Exercise aim
Go to the line below containing "pub enum FetchError" and print exactly from there through the line containing "pub enum MergeError", both included. Print nothing else.

Data shown
//! 下载相关错误类型。

use std::io;
use std::time::Duration;

use reqwest::StatusCode;
use thiserror::Error;

use crate::internal::probe::structs::ProbeError;
use crate::internal::segment::structs::PlanError;

/// 单次传输（一个分段或整文件）的失败原因。
#[derive(Debug, Error)]
pub enum FetchError {
    #[error("HTTP 请求失败: {0}")]
    Request(#[from] reqwest::Error),

    #[error("响应状态异常: {0}")]
    Status(StatusCode),

    #[error("服务器未按 Range 返回部分内容，响应状态 {0}")]
    RangeNotHonored(StatusCode),

    #[error("Content-Range 与请求不符: 请求 {expected}，响应 {actual}")]
    ContentRangeMismatch { expected: String, actual: String },

    #[error("字节数不符: 期望 {expected}，实际 {actual}")]
    LengthMismatch { expected: u64, actual: u64 },

    #[error("写入分段产物失败: {0}")]
    Store(io::Error),

    #[error("创建文件失败: {0}")]
    CreateFile(io::Error),

    #[error("写入文件失败: {0}")]
    WriteFile(io::Error),

    #[error("超过 {0:?} 仍未完成")]
    Timeout(Duration),

    #[error("并发信号量已关闭")]
    SemaphoreClosed,

    #[error("传输被取消")]
    Cancelled,
}

/// 合并失败。出现任何一种时，目标文件都是不完整的，不可使用。
#[derive(Debug, Error)]
pub enum MergeError {
    #[error("删除已存在的目标文件失败: {0}")]
    RemoveStale(io::Error),

    #[error("创建目标文件失败: {0}")]
    CreateOutput(io::Error),

    #[error("分段 {index} 的产物不存在")]
    MissingArtifact { index: usize },

    #[error("读取分段 {index} 的产物失败: {source}")]
    ReadArtifact { index: usize, source: io::Error },

    #[error("写入目标文件失败: {0}")]
    WriteOutput(io::Error),

    #[error("分段 {index} 的产物长度不符: 期望 {expected}，实际 {actual}")]
    ArtifactSizeMismatch {
        index: usize,
        expected: u64,
        actual: u64,
    },
}

#[derive(Debug, Error)]
pub enum DownloadError {
    #[error("URL 无法解析: {0}")]
    InvalidUrl(#[from] url::ParseError),

    #[error("不支持的协议: {0}")]
    UnsupportedScheme(String),

    #[error("未设置保存路径")]
    EmptyDestination,

    #[error("创建 http 客户端失败: {0}")]
    Client(reqwest::Error),

    #[error("能力探测失败: {0}")]
    Probe(#[from] ProbeError),

    #[error("分段规划失败: {0}")]
    Plan(#[from] PlanError),

    #[error("分段 {index} 下载失败: {source}")]
    Segment { index: usize, source: FetchError },

    #[error("整文件下载失败: {0}")]
    WholeFile(#[source] FetchError),

    #[error("合并失败，目标文件不完整: {0}")]
    Merge(#[from] MergeError),

    #[error("下载被取消")]
    Cancelled,

    #[error("分段任务失败: {0}")]
    TaskJoin(#[from] tokio::task::JoinError),
}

Exercise response
pub enum FetchError {
    #[error("HTTP 请求失败: {0}")]
    Request(#[from] reqwest::Error),

    #[error("响应状态异常: {0}")]
    Status(StatusCode),

    #[error("服务器未按 Range 返回部分内容，响应状态 {0}")]
    RangeNotHonored(StatusCode),

    #[error("Content-Range 与请求不符: 请求 {expected}，响应 {actual}")]
    ContentRangeMismatch { expected: String, actual: String },

    #[error("字节数不符: 期望 {expected}，实际 {actual}")]
    LengthMismatch { expected: u64, actual: u64 },

    #[error("写入分段产物失败: {0}")]
    Store(io::Error),

    #[error("创建文件失败: {0}")]
    CreateFile(io::Error),

    #[error("写入文件失败: {0}")]
    WriteFile(io::Error),

    #[error("超过 {0:?} 仍未完成")]
    Timeout(Duration),

    #[error("并发信号量已关闭")]
    SemaphoreClosed,

    #[error("传输被取消")]
    Cancelled,
}

/// 合并失败。出现任何一种时，目标文件都是不完整的，不可使用。
#[derive(Debug, Error)]
pub enum MergeError {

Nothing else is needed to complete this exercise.